Ormai da diversi anni, alla sezione “Maremetraggio” di Shorts International Film Festival, quella più classica e iconica dedicata ai cortometraggi, si affianca la sezione “Nuove Impronte”, in cui sette registi italiani non ancora affermati si contendono il premio per il miglior lungometraggio. La scelta delle opere proposte, realizzata da Beatrice Fiorentino, critica cinematografica per Il Piccolo e selezionatrice per la Settimana Internazionale della Critica, si è concentrata su film di registi emergenti che non abbiano trovato una distribuzione in sala o la cui distribuzione sia stata molto ridotta e limitata.

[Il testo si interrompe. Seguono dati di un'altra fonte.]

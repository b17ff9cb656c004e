use super::*;
use axum::body::{Body, to_bytes};
use axum::http::{Request, header};
use tower::ServiceExt;

use crate::state::test_helpers::{self, EVEN_ODD_STEPS};

fn post_json(uri: &str, body: &serde_json::Value) -> Request<Body> {
    Request::builder()
        .method("POST")
        .uri(uri)
        .header(header::CONTENT_TYPE, "application/json")
        .body(Body::from(body.to_string()))
        .unwrap()
}

async fn json_body(response: axum::response::Response) -> serde_json::Value {
    let bytes = to_bytes(response.into_body(), usize::MAX).await.unwrap();
    serde_json::from_slice(&bytes).unwrap()
}

#[tokio::test]
async fn healthz_ok() {
    let app = app(test_helpers::test_app_state());
    let response = app
        .oneshot(Request::builder().uri("/healthz").body(Body::empty()).unwrap())
        .await
        .unwrap();
    assert_eq!(response.status(), StatusCode::OK);
}

#[tokio::test]
async fn flowchart_route_returns_nodes_edges_positions() {
    let app = app(test_helpers::test_app_state_with_text(EVEN_ODD_STEPS));
    let response = app
        .oneshot(post_json("/api/flowchart", &serde_json::json!({ "problem": "even or odd" })))
        .await
        .unwrap();
    assert_eq!(response.status(), StatusCode::OK);

    let body = json_body(response).await;
    assert_eq!(body["nodes"].as_array().unwrap().len(), 6);
    assert_eq!(body["nodes"][2]["kind"], "decision");
    assert_eq!(body["nodes"][2]["label"], "Is number even?");
    assert_eq!(body["positions"]["4"]["x"], 320.0);
    assert_eq!(body["positions"]["5"]["x"], 680.0);
    assert_eq!(body["positions"]["4"]["kind"], "process");
}

#[tokio::test]
async fn flowchart_route_blank_problem_is_400() {
    let app = app(test_helpers::test_app_state_with_text(EVEN_ODD_STEPS));
    let response = app
        .oneshot(post_json("/api/flowchart", &serde_json::json!({ "problem": "  " })))
        .await
        .unwrap();
    assert_eq!(response.status(), StatusCode::BAD_REQUEST);

    let body = json_body(response).await;
    assert_eq!(body["error"], "Error generating flowchart");
    assert_eq!(body["code"], "E_EMPTY_PROMPT");
    assert_eq!(body["retryable"], false);
}

#[tokio::test]
async fn flowchart_route_invalid_model_output_is_422() {
    let app = app(test_helpers::test_app_state_with_text("I cannot draw flowcharts."));
    let response = app
        .oneshot(post_json("/api/flowchart", &serde_json::json!({ "problem": "even or odd" })))
        .await
        .unwrap();
    assert_eq!(response.status(), StatusCode::UNPROCESSABLE_ENTITY);

    let body = json_body(response).await;
    assert_eq!(body["code"], "E_INVALID_STEP_LIST");
    assert!(body["message"].as_str().unwrap().contains("valid step list"));
}

#[tokio::test]
async fn flowchart_route_backend_failure_is_retryable_502() {
    let app = app(test_helpers::test_app_state_failing());
    let response = app
        .oneshot(post_json("/api/flowchart", &serde_json::json!({ "problem": "even or odd" })))
        .await
        .unwrap();
    assert_eq!(response.status(), StatusCode::BAD_GATEWAY);

    let body = json_body(response).await;
    assert_eq!(body["code"], "E_API_REQUEST");
    assert_eq!(body["retryable"], true);
    assert!(body["message"].as_str().unwrap().contains("connection refused"));
}

#[tokio::test]
async fn svg_route_renders_document() {
    let app = app(test_helpers::test_app_state_with_text(EVEN_ODD_STEPS));
    let response = app
        .oneshot(post_json("/api/flowchart/svg", &serde_json::json!({ "problem": "even or odd" })))
        .await
        .unwrap();
    assert_eq!(response.status(), StatusCode::OK);
    let bytes = to_bytes(response.into_body(), usize::MAX).await.unwrap();
    let svg = String::from_utf8(bytes.to_vec()).unwrap();
    assert!(svg.starts_with("<svg"));
    assert!(svg.contains("Is number even?"));
}

#[tokio::test]
async fn parse_route_needs_no_generator() {
    let app = app(test_helpers::test_app_state());
    let response = app
        .oneshot(post_json("/api/flowchart/parse", &serde_json::json!({ "text": "1. Start\n2. Work\n3. End" })))
        .await
        .unwrap();
    assert_eq!(response.status(), StatusCode::OK);
    let body = json_body(response).await;
    assert_eq!(body["edges"].as_array().unwrap().len(), 2);
}

#[tokio::test]
async fn flowchart_route_missing_field_is_invalid_body() {
    let app = app(test_helpers::test_app_state_with_text(EVEN_ODD_STEPS));
    let response = app
        .oneshot(post_json("/api/flowchart", &serde_json::json!({ "prompt": "even or odd" })))
        .await
        .unwrap();
    assert_eq!(response.status(), StatusCode::BAD_REQUEST);

    let body = json_body(response).await;
    assert_eq!(body["error"], "Error generating flowchart");
    assert_eq!(body["code"], "E_INVALID_BODY");
    assert_eq!(body["retryable"], false);
    assert!(body["message"].as_str().unwrap().contains("problem"));
}

#[tokio::test]
async fn parse_route_malformed_json_is_invalid_body() {
    let app = app(test_helpers::test_app_state());
    let request = Request::builder()
        .method("POST")
        .uri("/api/flowchart/parse")
        .header(header::CONTENT_TYPE, "application/json")
        .body(Body::from("{\"text\": "))
        .unwrap();
    let response = app.oneshot(request).await.unwrap();
    assert_eq!(response.status(), StatusCode::BAD_REQUEST);
    assert_eq!(json_body(response).await["code"], "E_INVALID_BODY");
}

#[tokio::test]
async fn svg_route_without_json_content_type_is_invalid_body() {
    let app = app(test_helpers::test_app_state_with_text(EVEN_ODD_STEPS));
    let request = Request::builder()
        .method("POST")
        .uri("/api/flowchart/svg")
        .body(Body::from("{\"problem\": \"even or odd\"}"))
        .unwrap();
    let response = app.oneshot(request).await.unwrap();
    assert_eq!(response.status(), StatusCode::BAD_REQUEST);
    assert_eq!(json_body(response).await["code"], "E_INVALID_BODY");
}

Volendo trovare un filo rosso che unisca i sette film presentati quest’anno a “Nuove Impronte”, sicuramente è lo sguardo sul presente, spesso in forma documentaristica, per testimoniare e veicolare allo spettatore una realtà di disagio sociale con cui sempre di più dobbiamo fare i conti ogni giorno.

È un documentario a tutti gli effetti Happy Winter di Giovanni Totaro, in cui viene raccontata un’estate a Mondello, presso Palermo dove la spiaggia affollata diventa specchio della società di oggi, tra problemi e contraddizioni.

È un documentario a tutti gli effetti The First Shot di Federico Francioni e Cheng Yan. I due registi raccontano i cambiamenti che la Cina ha subito nel corso del ‘900 tramite tre ragazzi che sono nati nel 1990, cioè dopo la rivolta di Tien’anmen, l’ultimo atto di ribellione di una rivoluzione iniziata nel 1911. Tre modi diversi di vivere una nazione estremamente repressiva, che si rispecchia nei loro silenzi e nei loro sguardi vuoti, alla ricerca di un modo per essere liberi.

È praticamente un documentario CittàGiardino di Marco Piccarreda, in cui si seguono sei minorenni in un centro immigrati mentre cercano di costruirsi uno spazio in un Paese che non è il loro.

È quasi un documentario Veleno di Diego Olivares, in cui si racconta di Rosaria (Luisa Ranieri) e Cosimo (Massimiliano Gallo), due contadini che si battono affinché la loro terra non venga inquinata dai rifiuti tossici della Terra dei Fuochi. Il film è di finzione ma la storia che racconta è drammaticamente reale – e per raccontarla il regista ha usato anche Salvatore Esposito, divo di Gomorra, per creare una sorta di legame spirituale tra le due opere.

È quasi un documentario anche La terra dell’abbastanza di Damiano e Fabio D’Innocenzo: la storia è quella di due ragazzi e del padre di uno di loro (interpretato magistralmente da Max Tortora al suo primo ruolo drammatico) che riescono a entrare in un clan malavitoso locale, rendendosi conto che la nuova vita non è così semplice come avevano creduto all’inizio. Presentato nella sezione “Panorama” della Berlinale 2018, il film è uno spaccato di vita della periferia romana meravigliosamente raccontato dai D’Innocenzo, in cui si sentono echi di Anime nere e di Non essere cattivo.

È uno sguardo vivo sul presente Gatta Cenerentola di Alessandro Rak, film d’animazione realizzato in forma di musical in cui la fiaba di Basile viene riadattata ambientandola in una Napoli del futuro che ricorda da vicino l’Italia di oggi, tra squallore e malaffare, che solo una ragazzina riuscirà a risollevare.

E, se vogliamo, anche The End? – L’inferno fuori di Daniele Misischia ha un suo sguardo sul presente. Pur essendo a tutti gli effetti uno zombie-movie ambientato nel centro di Roma, ci si può leggere una critica sociale che non arriva mai ai livelli di Romero ma che fotografa comunque una società arrogante ed egoista, pronta a sfruttare il prossimo nel momento del bisogno.